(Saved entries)
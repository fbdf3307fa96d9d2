//! Sender side of the delta policy.
//!
//! The server keeps, per entity, the state it last put on the wire (the
//! "baseline"). Each tick it asks the encoder for a delta: entities whose
//! state matches the baseline are left out entirely, and changed entities
//! carry exactly the flags of the fields that moved.
//!
//! ```text
//! snapshot(t0) ──→ baseline = full state
//!       │
//! delta(t1) ──→ changed entities only, field-gated ──→ baseline += sent fields
//!       │
//! delta(t2) ──→ …
//! ```

use std::collections::HashMap;

use arenalink_protocol::{
    ArenaStateDelta, ArenaStateSnapshot, EntityDelta, EntityDeltaFlags, EntityId, EntityState,
    MatchPhase,
};
use tracing::{debug, trace};

use crate::{SyncConfig, SyncError};

/// Builds snapshots and deltas for one session's stream of world states.
///
/// One encoder per receiving client: the baseline is "what this client
/// was last told", and two clients joined at different times have
/// different baselines.
#[derive(Debug, Default)]
pub struct DeltaEncoder {
    config: SyncConfig,
    baseline: HashMap<EntityId, EntityState>,
    last_tick: Option<u32>,
}

impl DeltaEncoder {
    /// Creates an encoder with an empty baseline.
    pub fn new(config: SyncConfig) -> Self {
        Self {
            config: config.validated(),
            baseline: HashMap::new(),
            last_tick: None,
        }
    }

    /// Emits a full snapshot and resets the baseline to exactly `entities`.
    ///
    /// Use for the first message to a client, after it reports lost state,
    /// or whenever entities have been removed (a delta can't express
    /// removal).
    ///
    /// # Errors
    /// [`SyncError::StaleTick`] if `tick` is older than the last one sent.
    pub fn snapshot(
        &mut self,
        tick: u32,
        phase: MatchPhase,
        entities: &[EntityState],
    ) -> Result<ArenaStateSnapshot, SyncError> {
        self.check_tick(tick)?;

        self.baseline = entities.iter().map(|e| (e.entity_id, *e)).collect();
        self.last_tick = Some(tick);

        debug!(tick, entities = self.baseline.len(), "snapshot baseline reset");
        Ok(ArenaStateSnapshot::new(tick, phase, entities.to_vec()))
    }

    /// Emits a delta of `entities` against the baseline.
    ///
    /// - Entities unchanged within the [`SyncConfig`] thresholds are
    ///   omitted.
    /// - Changed entities carry only their changed flags; other fields
    ///   are zero.
    /// - Entities missing from the baseline are sent with all flags.
    ///
    /// The baseline advances only for the fields that were sent.
    ///
    /// # Errors
    /// [`SyncError::StaleTick`] if `tick` is older than the last one sent.
    pub fn delta(
        &mut self,
        tick: u32,
        entities: &[EntityState],
    ) -> Result<ArenaStateDelta, SyncError> {
        self.check_tick(tick)?;

        let mut changed = Vec::new();
        for current in entities {
            let flags = match self.baseline.get(&current.entity_id) {
                Some(previous) => self.config.changed_flags(previous, current),
                None => EntityDeltaFlags::ALL,
            };
            if flags.is_empty() {
                continue;
            }

            let delta = EntityDelta::from_state(current, flags);
            delta.apply_to(
                self.baseline
                    .entry(current.entity_id)
                    .or_insert_with(|| EntityState::new(current.entity_id)),
            );
            changed.push(delta);
        }

        self.last_tick = Some(tick);
        trace!(
            tick,
            changed = changed.len(),
            total = entities.len(),
            "delta built"
        );
        Ok(ArenaStateDelta {
            tick,
            entities: changed,
        })
    }

    /// Drops an entity from the baseline.
    ///
    /// If it shows up in a later delta it's sent in full, as a new entity.
    /// Returns `true` if it was tracked.
    pub fn forget(&mut self, entity_id: EntityId) -> bool {
        self.baseline.remove(&entity_id).is_some()
    }

    /// What the client was last told about `entity_id`.
    pub fn baseline(&self, entity_id: EntityId) -> Option<&EntityState> {
        self.baseline.get(&entity_id)
    }

    /// Number of entities in the baseline.
    pub fn len(&self) -> usize {
        self.baseline.len()
    }

    /// `true` if nothing has been sent yet (or everything was forgotten).
    pub fn is_empty(&self) -> bool {
        self.baseline.is_empty()
    }

    /// The most recent tick passed to `snapshot` or `delta`.
    pub fn last_tick(&self) -> Option<u32> {
        self.last_tick
    }

    fn check_tick(&self, tick: u32) -> Result<(), SyncError> {
        match self.last_tick {
            Some(last) if tick < last => Err(SyncError::StaleTick { last, got: tick }),
            _ => Ok(()),
        }
    }
}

* **Task**
Retype every entry exactly.

* **Result**
repository fbdf3307fa96d9d2
//! Sender side of the delta policy.
//!
//! The server keeps, per entity, the state it last put on the wire (the
//! "baseline"). Each tick it asks the encoder for a delta: entities whose
//! state matches the baseline are left out entirely, and changed entities
//! carry exactly the flags of the fields that moved.
//!
//! ```text
//! snapshot(t0) ──→ baseline = full state
//!       │
//! delta(t1) ──→ changed entities only, field-gated ──→ baseline += sent fields
//!       │
//! delta(t2) ──→ …
//! ```

use std::collections::HashMap;

use arenalink_protocol::{
    ArenaStateDelta, ArenaStateSnapshot, EntityDelta, EntityDeltaFlags, EntityId, EntityState,
    MatchPhase,
};
use tracing::{debug, trace};

use crate::{SyncConfig, SyncError};

/// Builds snapshots and deltas for one session's stream of world states.
///
/// One encoder per receiving client: the baseline is "what this client
/// was last told", and two clients joined at different times have
/// different baselines.
#[derive(Debug, Default)]
pub struct DeltaEncoder {
    config: SyncConfig,
    baseline: HashMap<EntityId, EntityState>,
    last_tick: Option<u32>,
}

impl DeltaEncoder {
    /// Creates an encoder with an empty baseline.
    pub fn new(config: SyncConfig) -> Self {
        Self {
            config: config.validated(),
            baseline: HashMap::new(),
            last_tick: None,
        }
    }

    /// Emits a full snapshot and resets the baseline to exactly `entities`.
    ///
    /// Use for the first message to a client, after it reports lost state,
    /// or whenever entities have been removed (a delta can't express
    /// removal).
    ///
    /// # Errors
    /// [`SyncError::StaleTick`] if `tick` is older than the last one sent.
    pub fn snapshot(
        &mut self,
        tick: u32,
        phase: MatchPhase,
        entities: &[EntityState],
    ) -> Result<ArenaStateSnapshot, SyncError> {
        self.check_tick(tick)?;

        self.baseline = entities.iter().map(|e| (e.entity_id, *e)).collect();
        self.last_tick = Some(tick);

        debug!(tick, entities = self.baseline.len(), "snapshot baseline reset");
        Ok(ArenaStateSnapshot::new(tick, phase, entities.to_vec()))
    }

    /// Emits a delta of `entities` against the baseline.
    ///
    /// - Entities unchanged within the [`SyncConfig`] thresholds are
    ///   omitted.
    /// - Changed entities carry only their changed flags; other fields
    ///   are zero.
    /// - Entities missing from the baseline are sent with all flags.
    ///
    /// The baseline advances only for the fields that were sent.
    ///
    /// # Errors
    /// [`SyncError::StaleTick`] if `tick` is older than the last one sent.
    pub fn delta(
        &mut self,
        tick: u32,
        entities: &[EntityState],
    ) -> Result<ArenaStateDelta, SyncError> {
        self.check_tick(tick)?;

        let mut changed = Vec::new();
        for current in entities {
            let flags = match self.baseline.get(&current.entity_id) {
                Some(previous) => self.config.changed_flags(previous, current),
                None => EntityDeltaFlags::ALL,
            };
            if flags.is_empty() {
                continue;
            }

            let delta = EntityDelta::from_state(current, flags);
            delta.apply_to(
                self.baseline
                    .entry(current.entity_id)
                    .or_insert_with(|| EntityState::new(current.entity_id)),
            );
            changed.push(delta);
        }

        self.last_tick = Some(tick);
        trace!(
            tick,
            changed = changed.len(),
            total = entities.len(),
            "delta built"
        );
        Ok(ArenaStateDelta {
            tick,
            entities: changed,
        })
    }

    /// Drops an entity from the baseline.
    ///
    /// If it shows up in a later delta it's sent in full, as a new entity.
    /// Returns `true` if it was tracked.
    pub fn forget(&mut self, entity_id: EntityId) -> bool {
        self.baseline.remove(&entity_id).is_some()
    }

    /// What the client was last told about `entity_id`.
    pub fn baseline(&self, entity_id: EntityId) -> Option<&EntityState> {
        self.baseline.get(&entity_id)
    }

    /// Number of entities in the baseline.
    pub fn len(&self) -> usize {
        self.baseline.len()
    }

    /// `true` if nothing has been sent yet (or everything was forgotten).
    pub fn is_empty(&self) -> bool {
        self.baseline.is_empty()
    }

    /// The most recent tick passed to `snapshot` or `delta`.
    pub fn last_tick(&self) -> Option<u32> {
        self.last_tick
    }

    fn check_tick(&self, tick: u32) -> Result<(), SyncError> {
        match self.last_tick {
            Some(last) if tick < last => Err(SyncError::StaleTick { last, got: tick }),
            _ => Ok(()),
        }
    }
}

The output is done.